Por noviembre ya teníamos perfectamente ordenados nuestros cajones interiores, que habían quedado revueltos tras las dos meses de vacaciones de verano. En ese orden tan necesario estaba la disciplina del colegio y también la recompensa del juego. Cada época del año tenía sus juegos, como si vinieran establecidos por el destino. Lo mismo que asumíamos que en noviembre entraban los primeros fríos de verdad, los que nos obligaban a encender los braseros debajo de la mesa de camilla y a sacar los jerseys del armario, aceptábamos que había que volver a los trompos, que  como la ropa de invierno, nos esperaban cada temporada para abrigarnos el alma.

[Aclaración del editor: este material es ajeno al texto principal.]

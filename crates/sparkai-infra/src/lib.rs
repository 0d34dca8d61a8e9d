//! Infrastructure layer for SparkAI.
//!
//! Contains implementations of the traits defined in `sparkai-core`: the
//! OpenAI-compatible completion gateway and SQLite session storage, plus
//! data directory resolution and `config.toml` loading.

pub mod config;
pub mod filesystem;
pub mod llm;
pub mod sqlite;
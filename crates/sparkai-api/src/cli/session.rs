//! Session management CLI commands: list, show, delete.
//!
//! Provides session browsing with rich tables, full transcripts, and deletion
//! with confirmation prompt.

use anyhow::{Context, Result, bail};
use comfy_table::{Cell, Color, ContentArrangement, Table, presets};
use console::style;
use dialoguer::Confirm;
use uuid::Uuid;

use sparkai_types::chat::ChatSession;

use crate::state::AppState;

use super::chat::renderer::ChatRenderer;

/// List sessions, most recently updated first.
///
/// # Examples
///
/// ```bash
/// spark sessions
/// spark sessions list --json
/// ```
pub async fn list_sessions(state: &AppState, json: bool) -> Result<()> {
    let store = state.session_store().await;
    let sessions = store.list();
    let active = store.active_id();

    if json {
        println!("{}", serde_json::to_string_pretty(&sessions)?);
        return Ok(());
    }

    if sessions.is_empty() {
        println!();
        println!(
            "  {} No sessions yet. Start one with: {}",
            style("i").blue().bold(),
            style("spark chat").yellow()
        );
        println!();
        return Ok(());
    }

    println!();
    println!("{}", session_table(&sessions, active));
    println!();
    println!(
        "  {} session{}",
        style(sessions.len()).bold(),
        if sessions.len() == 1 { "" } else { "s" }
    );
    println!();

    Ok(())
}

/// Print one session's transcript, rendered the way the chat loop shows it.
pub async fn show_session(state: &AppState, reference: &str, json: bool) -> Result<()> {
    let store = state.session_store().await;
    let sessions = store.list();
    let id = resolve_session_ref(&sessions, reference)?;
    let session = store
        .get(id)
        .with_context(|| format!("Session '{reference}' not found"))?;

    if json {
        println!("{}", serde_json::to_string_pretty(&session)?);
        return Ok(());
    }

    println!();
    println!("  {}", style(&session.title).cyan().bold());
    println!(
        "  {}  {}",
        style("Created:").bold(),
        style(session.created_at.format("%Y-%m-%d %H:%M UTC")).dim()
    );
    println!(
        "  {}  {}",
        style("Step:").bold(),
        style(&session.step).dim()
    );
    println!("  {}", style("---").dim());

    let renderer = ChatRenderer::new();
    for message in &session.messages {
        renderer.print_message(message);
    }
    println!();

    Ok(())
}

/// Delete a session with confirmation.
///
/// Deleting the active session activates the most recently updated remaining
/// one; deleting the last session leaves a fresh empty one.
pub async fn delete_session(state: &AppState, reference: &str, force: bool, json: bool) -> Result<()> {
    let mut store = state.session_store().await;
    let sessions = store.list();
    let id = resolve_session_ref(&sessions, reference)?;
    let session = store
        .get(id)
        .with_context(|| format!("Session '{reference}' not found"))?;

    if !force && !json {
        let confirmed = Confirm::new()
            .with_prompt(format!(
                "Delete session '{}' ({} messages)?",
                style(&session.title).red().bold(),
                session.messages.len()
            ))
            .default(false)
            .interact()?;

        if !confirmed {
            println!("  Cancelled.");
            return Ok(());
        }
    }

    store.delete(id)?;
    store.flush().await;

    if json {
        println!(
            "{}",
            serde_json::json!({"deleted": true, "session_id": id.to_string()})
        );
    } else {
        println!(
            "  {} Session '{}' deleted.",
            style("x").red().bold(),
            session.title
        );
    }

    Ok(())
}

/// Styled table of sessions. Row numbers are what `/switch <n>` accepts.
pub fn session_table(sessions: &[ChatSession], active: Option<Uuid>) -> Table {
    let mut table = Table::new();
    table.load_preset(presets::UTF8_FULL_CONDENSED);
    table.set_content_arrangement(ContentArrangement::Dynamic);

    table.set_header(vec![
        Cell::new("#").fg(Color::White),
        Cell::new("Title").fg(Color::White),
        Cell::new("Updated").fg(Color::White),
        Cell::new("Messages").fg(Color::White),
        Cell::new("Step").fg(Color::White),
        Cell::new("ID").fg(Color::White),
    ]);

    for (index, session) in sessions.iter().enumerate() {
        let is_active = Some(session.id) == active;
        let marker = if is_active {
            format!("{}*", index + 1)
        } else {
            (index + 1).to_string()
        };

        table.add_row(vec![
            Cell::new(marker).fg(if is_active { Color::Green } else { Color::White }),
            Cell::new(&session.title).fg(Color::Cyan),
            Cell::new(session.updated_at.format("%Y-%m-%d %H:%M").to_string()).fg(Color::White),
            Cell::new(session.messages.len().to_string()).fg(Color::White),
            Cell::new(session.step.to_string()).fg(Color::DarkGrey),
            Cell::new(short_id(session.id)).fg(Color::DarkGrey),
        ]);
    }

    table
}

/// Resolve a 1-based row number, a full UUID, or a unique UUID prefix.
pub fn resolve_session_ref(sessions: &[ChatSession], reference: &str) -> Result<Uuid> {
    let reference = reference.trim();

    if let Ok(id) = Uuid::parse_str(reference) {
        return Ok(id);
    }

    if let Ok(index) = reference.parse::<usize>() {
        if let Some(session) = index.checked_sub(1).and_then(|i| sessions.get(i)) {
            return Ok(session.id);
        }
    }

    let matches: Vec<&ChatSession> = sessions
        .iter()
        .filter(|s| !reference.is_empty() && s.id.to_string().starts_with(reference))
        .collect();

    match matches.as_slice() {
        [session] => Ok(session.id),
        [] => bail!("No session matches '{reference}'"),
        _ => bail!("'{reference}' matches {} sessions; use more characters", matches.len()),
    }
}

pub fn short_id(id: Uuid) -> String {
    id.to_string().chars().take(8).collect()
}
use thiserror::Error;
use uuid::Uuid;

/// Errors from repository operations (used by trait definitions in sparkai-core).
#[derive(Debug, Error)]
pub enum RepositoryError {
    #[error("database connection error")]
    Connection,

    #[error("query error: {0}")]
    Query(String),

    #[error("entity not found")]
    NotFound,

    #[error("corrupt stored data: {0}")]
    Corrupt(String),
}

/// Rejections from conversation entry points.
///
/// None of these alter the conversation; the caller decides how to surface
/// them (the chat loop prints a hint).
#[derive(Debug, Clone, PartialEq, Eq, Error)]
pub enum ConversationError {
    #[error("a request is already in progress")]
    Busy,

    #[error("input is empty")]
    EmptyInput,

    #[error("input is not accepted in step '{step}'")]
    InputNotAccepted { step: String },

    #[error("unknown idea: '{0}'")]
    UnknownIdea(String),

    #[error("unknown persona: '{0}'")]
    UnknownPersona(String),

    #[error("no idea context to refresh from")]
    NoIdeaContext,

    #[error("result does not match the outstanding request")]
    StaleTicket,

    #[error("session not found: {0}")]
    SessionNotFound(Uuid),

    #[error("no active session; describe your idea to start one")]
    NoActiveSession,
}

#[cfg(test)]
mod tests {
    use super::*;

    #[test]
    fn test_repository_error_display() {
        let err = RepositoryError::Query("syntax error".to_string());
        assert_eq!(err.to_string(), "query error: syntax error");
    }

    #[test]
    fn test_conversation_error_display() {
        let err = ConversationError::InputNotAccepted {
            step: "document_ready".to_string(),
        };
        assert_eq!(err.to_string(), "input is not accepted in step 'document_ready'");
        assert!(
            ConversationError::UnknownPersona("nobody".to_string())
                .to_string()
                .contains("nobody")
        );
    }
}
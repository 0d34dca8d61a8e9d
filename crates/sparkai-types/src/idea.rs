//! Structured results extracted from completion text.
//!
//! Ideas, company recommendations, and refinement verdicts are the three
//! shapes the model is asked to produce as JSON. Each carries the sentinel
//! value substituted when the model's output cannot be parsed.

use serde::{Deserialize, Serialize};

use std::fmt;
use std::str::FromStr;

/// One candidate product direction.
///
/// `id` is unique within one generated batch only; a refreshed batch may
/// reuse the same ids.
#[derive(Debug, Clone, PartialEq, Eq, Serialize, Deserialize)]
pub struct Idea {
    #[serde(deserialize_with = "string_or_number")]
    pub id: String,
    pub title: String,
    pub description: String,
}

/// Models sometimes emit `"id": 1` instead of `"id": "1"`.
fn string_or_number<'de, D>(deserializer: D) -> Result<String, D::Error>
where
    D: serde::Deserializer<'de>,
{
    match serde_json::Value::deserialize(deserializer)? {
        serde_json::Value::String(s) => Ok(s),
        serde_json::Value::Number(n) => Ok(n.to_string()),
        other => Err(serde::de::Error::custom(format!(
            "expected string or number id, got {other}"
        ))),
    }
}

impl Idea {
    /// Placeholder shown when the idea list could not be parsed.
    pub fn parse_error() -> Self {
        Self {
            id: "1".to_string(),
            title: "Parse Error".to_string(),
            description: "Could not parse AI response. Please try again.".to_string(),
        }
    }

    pub fn is_parse_error(&self) -> bool {
        *self == Self::parse_error()
    }
}

/// Funding stage a recommended company typically invests at.
///
/// `Error` only ever appears in the parse-failure sentinel.
#[derive(Debug, Clone, Copy, PartialEq, Eq, Hash, Serialize, Deserialize)]
#[serde(try_from = "String", into = "String")]
pub enum FundingRound {
    A,
    B,
    C,
    D,
    Error,
}

impl fmt::Display for FundingRound {
    fn fmt(&self, f: &mut fmt::Formatter<'_>) -> fmt::Result {
        match self {
            FundingRound::A => write!(f, "A"),
            FundingRound::B => write!(f, "B"),
            FundingRound::C => write!(f, "C"),
            FundingRound::D => write!(f, "D"),
            FundingRound::Error => write!(f, "Error"),
        }
    }
}

impl FromStr for FundingRound {
    type Err = String;

    /// Accepts `A`, `a`, `A轮`, `Series A` and `A round` (and likewise for B-D).
    fn from_str(s: &str) -> Result<Self, Self::Err> {
        let trimmed = s.trim();
        if trimmed == "Error" {
            return Ok(FundingRound::Error);
        }

        let lowered = trimmed.to_lowercase();
        let letter = lowered
            .strip_prefix("series ")
            .or_else(|| lowered.strip_suffix(" round"))
            .or_else(|| lowered.strip_suffix('轮'))
            .unwrap_or(&lowered)
            .trim();

        match letter {
            "a" => Ok(FundingRound::A),
            "b" => Ok(FundingRound::B),
            "c" => Ok(FundingRound::C),
            "d" => Ok(FundingRound::D),
            _ => Err(format!("invalid funding round: '{s}'")),
        }
    }
}

impl TryFrom<String> for FundingRound {
    type Error = String;

    fn try_from(value: String) -> Result<Self, String> {
        value.parse()
    }
}

impl From<FundingRound> for String {
    fn from(round: FundingRound) -> Self {
        round.to_string()
    }
}

/// One suggested investor for a funding stage.
#[derive(Debug, Clone, PartialEq, Eq, Serialize, Deserialize)]
pub struct CompanyRecommendation {
    pub round: FundingRound,
    pub company: String,
    pub reason: String,
}

impl CompanyRecommendation {
    /// Placeholder shown when the recommendation list could not be parsed.
    pub fn parse_error() -> Self {
        Self {
            round: FundingRound::Error,
            company: "Parse Error".to_string(),
            reason: "Could not parse AI response.".to_string(),
        }
    }
}

/// Whether the refinement dialogue should continue.
#[derive(Debug, Clone, Copy, PartialEq, Eq, Serialize, Deserialize)]
#[serde(rename_all = "lowercase")]
pub enum VerdictStatus {
    /// Ask the user another clarifying question.
    Ask,
    /// Enough is known; proceed to idea generation.
    Ready,
}

impl fmt::Display for VerdictStatus {
    fn fmt(&self, f: &mut fmt::Formatter<'_>) -> fmt::Result {
        match self {
            VerdictStatus::Ask => write!(f, "ask"),
            VerdictStatus::Ready => write!(f, "ready"),
        }
    }
}

/// The model's decision after a refinement round.
#[derive(Debug, Clone, PartialEq, Eq, Serialize, Deserialize)]
pub struct RefinementVerdict {
    pub status: VerdictStatus,
    pub content: String,
}

impl RefinementVerdict {
    /// Used when the verdict cannot be parsed: move on rather than stall.
    pub fn fallback() -> Self {
        Self {
            status: VerdictStatus::Ready,
            content: "我已经掌握了足够的信息，接下来为你生成创意方向。".to_string(),
        }
    }
}
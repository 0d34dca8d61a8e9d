//! Persona catalog: the simulated investors available for pitch feedback.
//!
//! Dispatch from id to prompt is a plain table lookup.

mod catalog;

use sparkai_types::persona::Persona;

pub use catalog::GENERIC_PROMPT;

/// Every persona, in display order.
pub fn all() -> &'static [Persona] {
    catalog::PERSONAS
}

/// Find a persona by id (case-insensitive).
pub fn lookup(id: &str) -> Option<&'static Persona> {
    let id = id.trim();
    catalog::PERSONAS
        .iter()
        .find(|p| p.id.eq_ignore_ascii_case(id))
}

/// System prompt for a persona; unknown ids get [`GENERIC_PROMPT`].
pub fn prompt_for(id: &str) -> &'static str {
    lookup(id).map(|p| p.prompt).unwrap_or(GENERIC_PROMPT)
}

/// Ids of all personas, as carried by a persona-selector message.
pub fn ids() -> Vec<String> {
    catalog::PERSONAS.iter().map(|p| p.id.to_string()).collect()
}

#[cfg(test)]
mod tests {
    use super::*;
    use std::collections::HashSet;

    #[test]
    fn test_catalog_ids_unique() {
        let ids: HashSet<_> = all().iter().map(|p| p.id).collect();
        assert_eq!(ids.len(), all().len());
        assert_eq!(all().len(), 8);
    }

    #[test]
    fn test_lookup() {
        let persona = lookup("sequoia").unwrap();
        assert_eq!(persona.name, "沈南鹏");
        assert_eq!(lookup(" ELON ").unwrap().id, "elon");
        assert!(lookup("softbank").is_none());
    }

    #[test]
    fn test_prompt_for_falls_back() {
        assert!(prompt_for("ycombinator").contains("Paul Graham"));
        assert_eq!(prompt_for("unknown"), GENERIC_PROMPT);
    }

    #[test]
    fn test_every_prompt_requests_chinese() {
        for persona in all() {
            assert!(persona.prompt.contains("REPLY IN CHINESE"), "{}", persona.id);
        }
    }
}
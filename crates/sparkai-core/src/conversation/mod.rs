//! Conversation orchestration.
//!
//! - `machine`: the synchronous step state machine over one session
//! - `orchestrator`: drives completions for the active conversation
//! - `prompt`: per-task prompt builders
//! - `task`: ticketed task descriptors
//! - `handoff`: one-shot navigation input

pub mod handoff;
pub mod machine;
pub mod orchestrator;
pub mod prompt;
pub mod task;

pub use handoff::HandOff;
pub use machine::Conversation;
pub use orchestrator::Orchestrator;
pub use task::{PendingTask, TaskKind, TaskRequest};
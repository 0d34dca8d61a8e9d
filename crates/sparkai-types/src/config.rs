//! Global configuration types for SparkAI.
//!
//! `SparkConfig` represents the top-level `config.toml` that controls the
//! completion provider and session persistence.

use serde::{Deserialize, Serialize};

use crate::llm::GenerationSettings;

/// Top-level configuration.
///
/// Loaded from `~/.sparkai/config.toml`. All fields have sensible defaults.
#[derive(Debug, Clone, Default, Serialize, Deserialize)]
pub struct SparkConfig {
    #[serde(default)]
    pub provider: ProviderConfig,

    #[serde(default)]
    pub storage: StorageConfig,
}

/// Completion provider settings (`[provider]`).
#[derive(Debug, Clone, Serialize, Deserialize)]
pub struct ProviderConfig {
    /// OpenAI-compatible endpoint. `DEEPSEEK_BASE_URL` overrides it.
    #[serde(default = "default_base_url")]
    pub base_url: String,

    /// Name of the environment variable holding the API key.
    #[serde(default = "default_api_key_env")]
    pub api_key_env: String,

    #[serde(flatten)]
    pub generation: GenerationSettings,
}

fn default_base_url() -> String {
    "https://api.deepseek.com".to_string()
}

fn default_api_key_env() -> String {
    "DEEPSEEK_API_KEY".to_string()
}

impl Default for ProviderConfig {
    fn default() -> Self {
        Self {
            base_url: default_base_url(),
            api_key_env: default_api_key_env(),
            generation: GenerationSettings::default(),
        }
    }
}

/// Session persistence settings (`[storage]`).
#[derive(Debug, Clone, Serialize, Deserialize)]
pub struct StorageConfig {
    /// Quiet window before a scheduled snapshot write runs.
    #[serde(default = "default_snapshot_debounce_ms")]
    pub snapshot_debounce_ms: u64,
}

fn default_snapshot_debounce_ms() -> u64 {
    500
}

impl Default for StorageConfig {
    fn default() -> Self {
        Self {
            snapshot_debounce_ms: default_snapshot_debounce_ms(),
        }
    }
}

Los trompos tenían la ventaja de que podías jugar tú solo en medio de la calle o en grupo, convirtiendo cada partida en una cuestión de estado. Medio barrio se arremolinaba alrededor del círculo que se trazaba sobre la tierra para disfrutar de la habilidad de las manos que hacían girar las peonzas como bailarinas. A veces se organizaban batallas para ver quién sacaba los trompos que se quedaban prisioneros dentro del círculo. 



El juego tenía su ritual. Había que buscar un trozo de tierra llano para que el trompo danzara con soltura. Había que buscarse una buena reata, que era el trozo de cuerda fina que se utilizaba para lanzar el trompo y asegurar una de las puntas con una chapa para que la reata se quedara ajustada entre nuestros dedos a la hora lanzarla.



Recuerdo la emoción que nos producía a los niños ese momento en que con unas cuantas pesetas en el bolsillo íbamos a la tienda o al quiosco más cercano a ver los trompos recién traídos y las reatas que el vendedor colgaba de una cuerda como si fueran chorizos. 



Había trompos de distintos tamaños. A los más pequeños les decíamos ‘almendricas’ y solían ser los más ligeros a la hora de bailar. Era costumbre también cambiarle la púa a los trompos. De fábrica llegaba con una púa pequeña y redonda que los hacía más frágiles, pero como había que prepararlos para la batalla diaria, muchos se la cambiaban por una de aquellas púas robustas que vendían en las ferreterías. Recuerdo la púa de caballo o la que llamaban de percherón, tan potentes que podían partir otro trompo por la mitad si el impacto llevaba potencia.



Cada juego tenía su época del año y cuando llegaba no parábamos de jugar, como si fuera una obsesión. En noviembre nos pasábamos las tardes enteras jugando a los trompos como si de pronto hubiéramos olvidado que existían otros entretenimientos. Llegaban de repente y de la misma forma desaparecían. Cuando nos cansábamos de bailar la peonza nos enamorábamos locamente de los petos y de las cristalinas, que eran la versión más moderna para empezar el tiempo de las canicas. A comienzos de los años setenta todavía existían los petos de barro, que eran una reliquia de nuestros hermanos mayores. De tanto uso se iban llenando de cicatrices hasta que la circunferencia quedaba tan agujereada que dejaba de rodar. 


Las cristalinas nos hipnotizaban por su belleza. Cada una traía un dibujo y unos colores distintos y acabábamos coleccionándolas como si fueran cromos. Teníamos nuestra bolsa de tela en la que las guardábamos como un tesoro. 


“Primeras, pie, matute, colao, a porra, con repiquete y fuerte”, eran algunos de los términos que se utilizaban en la calle cuando competíamos para  quedarnos con las cristalinas del otro.